Homily – July 19, 2020

I think a general feeling among all of us is impatience. We’re all ancy with all these restrictions about social distancing. We’re getting tired with mask wearing. There are so many restrictions on where we can travel and going to bars and restaurants and beaches. It hasn’t been a fun or relaxing summer.

Those in authority whether in government of the medical field keep asking us to wait, wait til things are safe, think of others wellbeing. If we want any proof of the need to be patient, our need to think about the whole picture we have only to look south of the border and see the growing number of those with the virus, the growing number of deaths all because of the mentality that ‘no one can tell me what to do.’ The resistance to be patient.
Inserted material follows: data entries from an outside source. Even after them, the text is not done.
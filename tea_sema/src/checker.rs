//! Semantic analysis: scope resolution, type-checking and module import
//! (§4.5).
//!
//! Grounded in `examples/original_source/lang/frontend/semantics/SemanticAnalyzer.cpp`:
//! same `pushscope`/`popscope`/linear-scan-from-the-end `lookup`, same error
//! message bodies (`"Function '{}': ..."`, `"use of undefined symbol '{}'"`,
//! `"argument {}: expected type {}, got {}"`). Two differences from that
//! reference, both noted in `DESIGN.md`:
//!
//!  - the AST here (`tea_parser::ast`) has no mutable `type` field to stash
//!    a resolved type on — this pass is a pure read + diagnose, and
//!    `tea_ir::codegen` independently resolves types again while lowering.
//!  - `scope.lookup` here walks a `Vec<Vec<Symbol>>` back-to-front instead
//!    of the reference's scope-history iterator dance; same semantics
//!    (most-recently-pushed frame wins), plainer Rust.

use hashbrown::HashMap;
use std::path::{Path, PathBuf};

use tea_common::{Diagnostic, Diagnostics, Span, TeaError};
use tea_lexer::Lexer;
use tea_parser::Parser as TeaParser;
use tea_parser::{BinOp, Block, Expr, Item, Param, Params, Program, Stmt, TypeExpr, UnaryOp};

use crate::typectx::{compatible, PrimitiveKind, Type, TypeCtx, TypeData};

#[derive(Debug, Clone)]
struct Symbol {
    name: String,
    ty: Type,
}

/// One pass over a `Program`: resolves every identifier and type name,
/// type-checks every expression, and accumulates diagnostics rather than
/// failing fast (§7: Sema is the one batch-reporting stage).
pub struct Sema<'a> {
    ctx: &'a TypeCtx,
    diagnostics: Diagnostics,
    scopes: Vec<Vec<Symbol>>,
    /// Name of the function currently being checked, for the
    /// `Function '<name>': ...` error prefix. `None` at top level (import
    /// and global-variable diagnostics use `"<module>"` instead, matching
    /// the reference compiler's import-error phrasing).
    current_function: Option<String>,
    current_return_type: Option<Type>,
    loop_depth: u32,
    import_dirs: Vec<PathBuf>,
    /// Primary import-file suffix (`"tea"` by convention, §6).
    /// `.itea` — the reference compiler's own convention — is always tried
    /// as a fallback at each search directory.
    source_ext: String,
    file_id: u32,
    /// One entry per `using` statement actually processed, so a later
    /// compilation that never imports a module never sees its names
    /// (§8 "Import isolation").
    imported_modules: HashMap<String, ()>,
}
The basic message of today’s gospel is a call for patience. Sure the farmer is angry that an enemy has spread weeds in his new sown field. Who wouldn’t be? The solution is not to start tearing out the weeds, the solution is the farmer’s wise decision to let weeds and wheat grow together and then, when the time comes he’ll reap two harvests – one of fuel, the weeds and one of food, the wheat.

Let both grow together until the harvest. There was a picture of a scruffy little guy with what looked like a black eye and a band aid on his knee and a caption that read; God’s not finished with me yet.’

God’s not finished with any of us yet. When we try to root out the weeds we see in other people we’re like those anxious workers who want to get to work on the weeds, dig them out and throw them away. God tells us wait. Our righteous judgemental way of doing things could do more harm than good. As Jesus warned us; with the same severity with which we judge others, we will be judged. When have the honesty to admit our own weeds of impatience, resentments, pride, self-indulgence, bigotry and racism, our indifference to the needs of others, we know these are the weeds we need to uproot. If you have any experience of gardening you know that weeds can be persistent.

We have to remember this; our many weeds don’t really agree with your inner self. None of the weeds growing in us are wonderful, but they are only a part of who we are. Our urge to impress others falsely, to get what we want no matter what, to be lazy, petulant, or whatever, these are not the full description of who we are. There is strong and healthy wheat growing in us.

We all live with the reality that the good we would do we do not and that the evil we would not do that we do. It’s our human condition. Our consolation is that God is not finished with anyone of us. As our first reading reminds us;

With great forbearance you govern us – that our righteous must be kind “Your sovereignty over all causes you to spare all” We must never tire of the difficult task of weeding.